**Data records:**
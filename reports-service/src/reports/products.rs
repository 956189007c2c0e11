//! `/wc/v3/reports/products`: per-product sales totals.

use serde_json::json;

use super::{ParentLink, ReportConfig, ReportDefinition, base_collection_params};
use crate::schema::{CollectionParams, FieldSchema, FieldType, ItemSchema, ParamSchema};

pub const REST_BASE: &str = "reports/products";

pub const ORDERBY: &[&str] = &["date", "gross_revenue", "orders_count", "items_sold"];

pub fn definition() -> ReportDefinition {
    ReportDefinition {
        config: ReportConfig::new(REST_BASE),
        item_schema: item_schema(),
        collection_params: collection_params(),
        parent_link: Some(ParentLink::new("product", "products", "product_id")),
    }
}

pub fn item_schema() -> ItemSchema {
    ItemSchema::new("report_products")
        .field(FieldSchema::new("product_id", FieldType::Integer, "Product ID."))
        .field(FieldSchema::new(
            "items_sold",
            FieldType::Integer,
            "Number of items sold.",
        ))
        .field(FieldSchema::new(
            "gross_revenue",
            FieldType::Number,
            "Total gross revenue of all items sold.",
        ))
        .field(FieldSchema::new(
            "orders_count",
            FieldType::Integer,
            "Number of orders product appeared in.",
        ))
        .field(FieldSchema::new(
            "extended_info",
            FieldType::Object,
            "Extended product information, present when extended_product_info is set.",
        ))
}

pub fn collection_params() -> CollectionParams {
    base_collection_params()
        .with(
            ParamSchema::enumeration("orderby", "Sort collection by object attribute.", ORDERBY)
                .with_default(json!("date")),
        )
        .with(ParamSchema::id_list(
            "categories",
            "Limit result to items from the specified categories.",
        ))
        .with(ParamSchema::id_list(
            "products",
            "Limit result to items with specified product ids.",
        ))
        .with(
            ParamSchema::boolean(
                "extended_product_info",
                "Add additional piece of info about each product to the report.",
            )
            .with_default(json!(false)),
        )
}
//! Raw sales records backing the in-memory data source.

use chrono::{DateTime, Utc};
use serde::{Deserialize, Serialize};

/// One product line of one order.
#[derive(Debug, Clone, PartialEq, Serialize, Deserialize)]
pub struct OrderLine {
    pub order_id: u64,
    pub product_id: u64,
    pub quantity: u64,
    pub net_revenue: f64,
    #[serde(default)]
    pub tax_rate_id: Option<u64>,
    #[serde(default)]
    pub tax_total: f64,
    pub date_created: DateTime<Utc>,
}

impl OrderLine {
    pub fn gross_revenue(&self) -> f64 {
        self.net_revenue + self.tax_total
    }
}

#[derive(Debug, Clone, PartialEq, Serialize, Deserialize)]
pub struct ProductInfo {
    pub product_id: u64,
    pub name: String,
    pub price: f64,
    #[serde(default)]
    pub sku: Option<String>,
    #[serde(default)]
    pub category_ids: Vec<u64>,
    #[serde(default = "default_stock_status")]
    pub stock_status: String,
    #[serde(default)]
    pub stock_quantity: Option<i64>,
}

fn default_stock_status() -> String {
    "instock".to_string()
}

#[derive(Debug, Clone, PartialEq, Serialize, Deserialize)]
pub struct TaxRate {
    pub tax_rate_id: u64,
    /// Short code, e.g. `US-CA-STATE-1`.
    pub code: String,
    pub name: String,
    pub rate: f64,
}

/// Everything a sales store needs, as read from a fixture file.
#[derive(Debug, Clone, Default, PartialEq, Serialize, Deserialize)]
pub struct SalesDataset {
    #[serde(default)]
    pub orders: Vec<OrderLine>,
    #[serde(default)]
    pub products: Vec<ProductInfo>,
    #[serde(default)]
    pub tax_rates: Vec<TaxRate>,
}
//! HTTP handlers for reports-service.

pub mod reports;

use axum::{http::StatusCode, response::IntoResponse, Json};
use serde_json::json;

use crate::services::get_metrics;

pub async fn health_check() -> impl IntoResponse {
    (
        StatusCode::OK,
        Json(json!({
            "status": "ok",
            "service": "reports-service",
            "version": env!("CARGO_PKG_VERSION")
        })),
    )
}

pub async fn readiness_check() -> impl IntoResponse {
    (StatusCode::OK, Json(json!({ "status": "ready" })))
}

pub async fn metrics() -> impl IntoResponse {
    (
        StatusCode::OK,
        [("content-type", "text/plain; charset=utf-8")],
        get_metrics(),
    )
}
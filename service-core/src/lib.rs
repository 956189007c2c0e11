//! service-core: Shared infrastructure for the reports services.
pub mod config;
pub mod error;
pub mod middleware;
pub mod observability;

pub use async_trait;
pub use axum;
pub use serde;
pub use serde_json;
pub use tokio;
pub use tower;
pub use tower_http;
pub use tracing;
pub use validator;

**The task:**
Please retype the data, matching it exactly.

**Solution to this exercise:**
filename reports-service/src/reports/products.rs
repository 956189007c2c0e11
//! `/wc/v3/reports/products`: per-product sales totals.

use serde_json::json;

use super::{ParentLink, ReportConfig, ReportDefinition, base_collection_params};
use crate::schema::{CollectionParams, FieldSchema, FieldType, ItemSchema, ParamSchema};

pub const REST_BASE: &str = "reports/products";

pub const ORDERBY: &[&str] = &["date", "gross_revenue", "orders_count", "items_sold"];

pub fn definition() -> ReportDefinition {
    ReportDefinition {
        config: ReportConfig::new(REST_BASE),
        item_schema: item_schema(),
        collection_params: collection_params(),
        parent_link: Some(ParentLink::new("product", "products", "product_id")),
    }
}

pub fn item_schema() -> ItemSchema {
    ItemSchema::new("report_products")
        .field(FieldSchema::new("product_id", FieldType::Integer, "Product ID."))
        .field(FieldSchema::new(
            "items_sold",
            FieldType::Integer,
            "Number of items sold.",
        ))
        .field(FieldSchema::new(
            "gross_revenue",
            FieldType::Number,
            "Total gross revenue of all items sold.",
        ))
        .field(FieldSchema::new(
            "orders_count",
            FieldType::Integer,
            "Number of orders product appeared in.",
        ))
        .field(FieldSchema::new(
            "extended_info",
            FieldType::Object,
            "Extended product information, present when extended_product_info is set.",
        ))
}

pub fn collection_params() -> CollectionParams {
    base_collection_params()
        .with(
            ParamSchema::enumeration("orderby", "Sort collection by object attribute.", ORDERBY)
                .with_default(json!("date")),
        )
        .with(ParamSchema::id_list(
            "categories",
            "Limit result to items from the specified categories.",
        ))
        .with(ParamSchema::id_list(
            "products",
            "Limit result to items with specified product ids.",
        ))
        .with(
            ParamSchema::boolean(
                "extended_product_info",
                "Add additional piece of info about each product to the report.",
            )
            .with_default(json!(false)),
        )
}
//! Raw sales records backing the in-memory data source.

use chrono::{DateTime, Utc};
use serde::{Deserialize, Serialize};

/// One product line of one order.
#[derive(Debug, Clone, PartialEq, Serialize, Deserialize)]
pub struct OrderLine {
    pub order_id: u64,
    pub product_id: u64,
    pub quantity: u64,
    pub net_revenue: f64,
    #[serde(default)]
    pub tax_rate_id: Option<u64>,
    #[serde(default)]
    pub tax_total: f64,
    pub date_created: DateTime<Utc>,
}

impl OrderLine {
    pub fn gross_revenue(&self) -> f64 {
        self.net_revenue + self.tax_total
    }
}

#[derive(Debug, Clone, PartialEq, Serialize, Deserialize)]
pub struct ProductInfo {
    pub product_id: u64,
    pub name: String,
    pub price: f64,
    #[serde(default)]
    pub sku: Option<String>,
    #[serde(default)]
    pub category_ids: Vec<u64>,
    #[serde(default = "default_stock_status")]
    pub stock_status: String,
    #[serde(default)]
    pub stock_quantity: Option<i64>,
}

fn default_stock_status() -> String {
    "instock".to_string()
}

#[derive(Debug, Clone, PartialEq, Serialize, Deserialize)]
pub struct TaxRate {
    pub tax_rate_id: u64,
    /// Short code, e.g. `US-CA-STATE-1`.
    pub code: String,
    pub name: String,
    pub rate: f64,
}

/// Everything a sales store needs, as read from a fixture file.
#[derive(Debug, Clone, Default, PartialEq, Serialize, Deserialize)]
pub struct SalesDataset {
    #[serde(default)]
    pub orders: Vec<OrderLine>,
    #[serde(default)]
    pub products: Vec<ProductInfo>,
    #[serde(default)]
    pub tax_rates: Vec<TaxRate>,
}
//! HTTP handlers for reports-service.

pub mod reports;

use axum::{http::StatusCode, response::IntoResponse, Json};
use serde_json::json;

use crate::services::get_metrics;

pub async fn health_check() -> impl IntoResponse {
    (
        StatusCode::OK,
        Json(json!({
            "status": "ok",
            "service": "reports-service",
            "version": env!("CARGO_PKG_VERSION")
        })),
    )
}

pub async fn readiness_check() -> impl IntoResponse {
    (StatusCode::OK, Json(json!({ "status": "ready" })))
}

pub async fn metrics() -> impl IntoResponse {
    (
        StatusCode::OK,
        [("content-type", "text/plain; charset=utf-8")],
        get_metrics(),
    )
}
filename service-core/src/lib.rs
repository 956189007c2c0e11
//! service-core: Shared infrastructure for the reports services.
pub mod config;
pub mod error;
pub mod middleware;
pub mod observability;

pub use async_trait;
pub use axum;
pub use serde;
pub use serde_json;
pub use tokio;
pub use tower;
pub use tower_http;
pub use tracing;
pub use validator;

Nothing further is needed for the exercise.